WHAT YOU WILL DO
Taking the entries below from the top, restate each line exactly and end with the line containing "I/O, and no".

(Saved entries)
────────────────────────────────────────
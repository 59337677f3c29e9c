//! Array Algorithms - classic routines over integer slices
//!
//! A catalog of self-contained array algorithms. Every routine is a plain
//! function over `&[i64]` or `&mut [i64]`: no shared state, no I/O, and no
//! routine calls another one from the catalog.
//!
//! # Catalog
//!
//! - **Sorting** (in place, ascending): [`bubble_sort`], [`selection_sort`],
//!   [`insertion_sort`], [`quick_sort`] (randomized, 3-way partition,
//!   insertion cutoff, O(log n) stack), [`merge_sort`] and [`sort_array`]
//!   (stable, forward and backward merge)
//! - **Searching**: [`binary_search`] over a sorted slice, returning
//!   [`NOT_FOUND`] on a miss, and [`sorted_binary_search`] for unsorted data
//! - **Windows**: [`max_window_sum`] (fixed size) and
//!   [`min_length_at_least`] (dynamic size)
//! - **Selection**: [`majority_candidate`] (Boyer-Moore vote),
//!   [`majority_element`] (verified) and [`top_k_frequent`] (bucket sort)
//!
//! # Example
//!
//! ```rust
//! use array_algorithms::{binary_search, max_window_sum, quick_sort, top_k_frequent};
//!
//! let mut values = vec![9, 1, 7, 3, 5];
//! quick_sort(&mut values);
//! assert_eq!(values, vec![1, 3, 5, 7, 9]);
//! assert_eq!(binary_search(&values, 7), 3);
//!
//! assert_eq!(max_window_sum(&[2, 1, 5, 1, 3, 2], 3)?, 9);
//! assert_eq!(top_k_frequent(&[1, 1, 1, 2, 2, 3], 2)?, vec![1, 2]);
//! # Ok::<(), array_algorithms::AlgoError>(())
//! ```
//!
//! # Randomness
//!
//! Quicksort draws pivots from any [`rand::Rng`]. [`quick_sort`] uses the
//! thread-local generator; [`quick_sort_with_rng`] takes one explicitly so
//! runs can be reproduced from a seed.

#![warn(clippy::all)]

pub mod config;
pub mod error;
pub mod searching;
pub mod selection;
pub mod sorting;
pub mod window;

// Re-export commonly used types
pub use config::{AlgoConfig, ConfigError, ConfigResult};
pub use error::{AlgoError, AlgoResult};
pub use searching::{binary_search, lower_bound, sorted_binary_search, NOT_FOUND};
pub use selection::{majority_candidate, majority_element, top_k_frequent};
pub use sorting::elementary::{bubble_sort, insertion_sort, selection_sort};
pub use sorting::merge_sort::{merge_sort, sort_array};
pub use sorting::quick_sort::{quick_sort, quick_sort_with_rng, QuickSort, SortStats};
pub use sorting::{is_sorted, SortAlgorithm};
pub use window::{max_window_sum, min_length_at_least};
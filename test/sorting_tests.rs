//! Sorting Tests
//!
//! Randomized and adversarial inputs run through every sort routine.
//! Generators are seeded so failures reproduce.

use array_algorithms::sorting::elementary::insertion_sort_by_key;
use array_algorithms::sorting::merge_sort::{merge_sort_by_key, sort_array_by_key};
use array_algorithms::{is_sorted, quick_sort, quick_sort_with_rng, QuickSort, SortAlgorithm};
use rand::{Rng, SeedableRng};
use rand_chacha::ChaCha8Rng;

/// Random vector with values drawn from `-range..=range`.
fn random_vec(rng: &mut ChaCha8Rng, len: usize, range: i64) -> Vec<i64> {
    (0..len).map(|_| rng.gen_range(-range..=range)).collect()
}

/// floor(log2 n) + 1 for n >= 1.
fn depth_bound(n: usize) -> usize {
    (usize::BITS - n.leading_zeros()) as usize
}

fn run(algorithm: SortAlgorithm, arr: &mut [i64], seed: u64) {
    let mut rng = ChaCha8Rng::seed_from_u64(seed);
    algorithm.run(arr, QuickSort::default(), &mut rng);
}

// ============================================================================
// Correctness
// ============================================================================

#[test]
fn test_all_sorts_match_reference() {
    let mut rng = ChaCha8Rng::seed_from_u64(2024);
    for len in [0usize, 1, 2, 3, 15, 16, 17, 33, 100, 257] {
        for range in [1i64, 10, 1_000_000] {
            let input = random_vec(&mut rng, len, range);
            let mut expected = input.clone();
            expected.sort();

            for algorithm in SortAlgorithm::ALL {
                let mut arr = input.clone();
                run(algorithm, &mut arr, len as u64);
                assert_eq!(arr, expected, "{algorithm} len={len} range={range}");
            }
        }
    }
}

#[test]
fn test_extreme_values() {
    let input = vec![i64::MAX, i64::MIN, 0, -1, 1, i64::MAX, i64::MIN];
    let mut expected = input.clone();
    expected.sort();
    for algorithm in SortAlgorithm::ALL {
        let mut arr = input.clone();
        run(algorithm, &mut arr, 3);
        assert_eq!(arr, expected, "{algorithm}");
    }
}

#[test]
fn test_sorting_sorted_input_is_identity() {
    let sorted: Vec<i64> = (-50..50).map(|i| i / 3).collect();
    assert!(is_sorted(&sorted));
    for algorithm in SortAlgorithm::ALL {
        let mut arr = sorted.clone();
        run(algorithm, &mut arr, 8);
        assert_eq!(arr, sorted, "{algorithm}");
        run(algorithm, &mut arr, 9);
        assert_eq!(arr, sorted, "{algorithm} second pass");
    }
}

// ============================================================================
// Stability
// ============================================================================

#[test]
fn test_stable_sorts_keep_tag_order() {
    let mut rng = ChaCha8Rng::seed_from_u64(77);
    let keys = random_vec(&mut rng, 300, 5);
    // (key, original index)
    let tagged: Vec<(i64, usize)> = keys.iter().copied().zip(0..).collect();

    let mut expected = tagged.clone();
    expected.sort_by_key(|&(k, _)| k); // std sort_by_key is stable

    let mut insertion = tagged.clone();
    insertion_sort_by_key(&mut insertion, |&(k, _)| k);
    assert_eq!(insertion, expected);

    let mut merged = tagged.clone();
    merge_sort_by_key(&mut merged, |&(k, _)| k);
    assert_eq!(merged, expected);

    let mut back_merged = tagged;
    sort_array_by_key(&mut back_merged, |&(k, _)| k);
    assert_eq!(back_merged, expected);
}

// ============================================================================
// Quicksort depth bound
// ============================================================================

fn assert_depth_bounded(mut arr: Vec<i64>, label: &str) {
    let n = arr.len();
    let mut expected = arr.clone();
    expected.sort();

    let mut rng = ChaCha8Rng::seed_from_u64(12345);
    let stats = QuickSort::with_cutoff(1).sort(&mut arr, &mut rng);

    assert_eq!(arr, expected, "{label}");
    assert!(
        stats.max_depth <= depth_bound(n),
        "{label}: depth {} exceeds bound {} for n={}",
        stats.max_depth,
        depth_bound(n),
        n
    );
}

#[test]
fn test_depth_sorted() {
    assert_depth_bounded((0..10_000).collect(), "sorted");
}

#[test]
fn test_depth_reverse_sorted() {
    assert_depth_bounded((0..10_000).rev().collect(), "reverse");
}

#[test]
fn test_depth_all_equal() {
    let n = 10_000;
    let mut arr = vec![42i64; n];
    let mut rng = ChaCha8Rng::seed_from_u64(1);
    let stats = quick_sort_with_rng(&mut arr, &mut rng);
    assert_eq!(stats.max_depth, 1);
    assert_eq!(stats.partitions, 1);
}

#[test]
fn test_depth_many_duplicates() {
    let mut rng = ChaCha8Rng::seed_from_u64(8);
    assert_depth_bounded(random_vec(&mut rng, 10_000, 3), "few distinct");
}

#[test]
fn test_depth_organ_pipe() {
    let arr: Vec<i64> = (0..5_000).chain((0..5_000).rev()).collect();
    assert_depth_bounded(arr, "organ pipe");
}

#[test]
fn test_depth_with_default_cutoff() {
    let mut rng = ChaCha8Rng::seed_from_u64(31);
    let mut arr = random_vec(&mut rng, 50_000, 1_000_000);
    let stats = quick_sort_with_rng(&mut arr, &mut rng);
    assert!(is_sorted(&arr));
    assert!(stats.max_depth <= depth_bound(50_000));
    assert!(stats.insertion_runs > 0);
}

#[test]
fn test_thread_local_rng_sorts() {
    let handles: Vec<_> = (0..4)
        .map(|t| {
            std::thread::spawn(move || {
                let mut arr: Vec<i64> = (0..2_000).map(|i| (i * 37 + t) % 101).collect();
                quick_sort(&mut arr);
                is_sorted(&arr)
            })
        })
        .collect();
    for handle in handles {
        assert!(handle.join().unwrap());
    }
}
────────────────────────────────────────
OUTPUT OF THE EXERCISE
repository 59337677f3c29e9c
//! Array Algorithms - classic routines over integer slices
//!
//! A catalog of self-contained array algorithms. Every routine is a plain
//! function over `&[i64]` or `&mut [i64]`: no shared state, no I/O, and no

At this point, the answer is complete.